─── PROVIDED DATA

use {
    serde::{
        ser::{SerializeSeq, Serializer},
        Serialize,
    },
    std::{
        cmp::Ordering,
        fmt::{Display, Formatter, Result as FmtResult},
        ops::Index,
        slice::Iter,
    },
};

/// Implement Display for a given class by formatting it as pretty-printed JSON.
#[macro_export]
macro_rules! display_json {
    ($cls:ident) => {
        impl std::fmt::Display for $cls {
            fn fmt(&self, f: &mut std::fmt::Formatter) -> std::fmt::Result {
                $crate::serutil::write_json(self, f)
            }
        }
    };
}

/// Implement FromStr for a given class by parsing it as JSON.
#[macro_export]
macro_rules! from_str_json {
    ($cls:ident) => {
        impl ::std::str::FromStr for $cls {
            type Err = ::serde_json::Error;

            fn from_str(s: &str) -> Result<Self, Self::Err> {
                match ::serde_json::from_str::<Self>(s) {
                    Ok(result) => Ok(result),
                    Err(e) => {
                        ::log::debug!("Failed to parse: {}: {:?}", s, e);
                        Err(e)
                    }
                }
            }
        }
    };
}

/// Write a serializable value as JSON pretty-printed with a four-space indent.
pub(crate) fn write_json<T: Serialize + ?Sized>(value: &T, f: &mut Formatter) -> FmtResult {
    let buf = Vec::new();
    let serde_formatter = serde_json::ser::PrettyFormatter::with_indent(b"    ");
    let mut ser = serde_json::Serializer::with_formatter(buf, serde_formatter);
    if let Err(e) = value.serialize(&mut ser) {
        log::error!("Failed to serialize: {}", e);
        return Err(std::fmt::Error {});
    }

    match std::str::from_utf8(&ser.into_inner()) {
        Ok(s) => f.write_str(s),
        Err(e) => {
            log::error!("JSON serialization contained non-UTF-8 characters: {}", e);
            Err(std::fmt::Error {})
        }
    }
}

/// Whether a [StringLikeList] is rendered as a bare element or as a JSON array.
#[derive(Clone, Copy, Debug, Eq, PartialEq)]
pub enum ListKind {
    Single,
    List,
}

/// A policy element that IAM allows to be either a single value or a list of values, e.g. `"Resource": "*"` versus
/// `"Resource": ["arn:...", "arn:..."]`.
#[derive(Clone, Debug, Eq)]
pub enum StringLikeList<T> {
    Single(T),
    List(Vec<T>),
}

impl<T> StringLikeList<T> {
    #[inline]
    pub fn kind(&self) -> ListKind {
        match self {
            Self::Single(_) => ListKind::Single,
            Self::List(_) => ListKind::List,
        }
    }

    pub fn to_vec(&self) -> Vec<&T> {
        match self {
            Self::Single(v) => vec![v],
            Self::List(v) => v.iter().collect(),
        }
    }

    #[inline]
    pub fn iter(&self) -> Iter<'_, T> {
        match self {
            Self::Single(v) => std::slice::from_ref(v).iter(),
            Self::List(v) => v.iter(),
        }
    }

    pub fn is_empty(&self) -> bool {
        match self {
            Self::Single(_) => false,
            Self::List(v) => v.is_empty(),
        }
    }

    pub fn len(&self) -> usize {
        match self {
            Self::Single(_) => 1,
            Self::List(v) => v.len(),
        }
    }
}

impl<T: PartialEq> PartialEq for StringLikeList<T> {
    fn eq(&self, other: &Self) -> bool {
        match (self, other) {
            (Self::Single(v1), Self::Single(v2)) => v1 == v2,
            (Self::List(v1), Self::List(v2)) => v1 == v2,
            (Self::Single(v1), Self::List(v2)) => v2.len() == 1 && v1 == &v2[0],
            (Self::List(v1), Self::Single(v2)) => v1.len() == 1 && &v1[0] == v2,
        }
    }
}

/// Ordered by element sequence, so `Single(x)` and `List(vec![x])` compare equal here as they do under `PartialEq`.
impl<T: Ord> PartialOrd for StringLikeList<T> {
    fn partial_cmp(&self, other: &Self) -> Option<Ordering> {
        Some(self.cmp(other))
    }
}

impl<T: Ord> Ord for StringLikeList<T> {
    fn cmp(&self, other: &Self) -> Ordering {
        self.iter().cmp(other.iter())
    }
}

impl<T> From<T> for StringLikeList<T> {
    fn from(v: T) -> Self {
        Self::Single(v)
    }
}

impl<T> From<Vec<T>> for StringLikeList<T> {
    fn from(v: Vec<T>) -> Self {
        Self::List(v)
    }
}

impl<T> Index<usize> for StringLikeList<T> {
    type Output = T;

    fn index(&self, index: usize) -> &Self::Output {
        match self {
            Self::Single(v) => {
                if index == 0 {
                    v
                } else {
                    panic!("index out of bounds: the len is 1 but the index is {}", index);
                }
            }
            Self::List(v) => &v[index],
        }
    }
}

impl<T: Display> Serialize for StringLikeList<T> {
    fn serialize<S: Serializer>(&self, serializer: S) -> Result<S::Ok, S::Error> {
        match self {
            Self::Single(v) => serializer.collect_str(v),
            Self::List(v) => {
                let mut seq = serializer.serialize_seq(Some(v.len()))?;
                for e in v {
                    seq.serialize_element(&e.to_string())?;
                }
                seq.end()
            }
        }
    }
}

impl<T: Display> Display for StringLikeList<T> {
    fn fmt(&self, f: &mut Formatter) -> FmtResult {
        write_json(self, f)
    }
}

──────

TASK GOAL
Which lines hold the word "printed"? Copy each of them from the records.

WRITTEN RESPONSE
/// Implement Display for a given class by formatting it as pretty-printed JSON.
/// Write a serializable value as JSON pretty-printed with a four-space indent.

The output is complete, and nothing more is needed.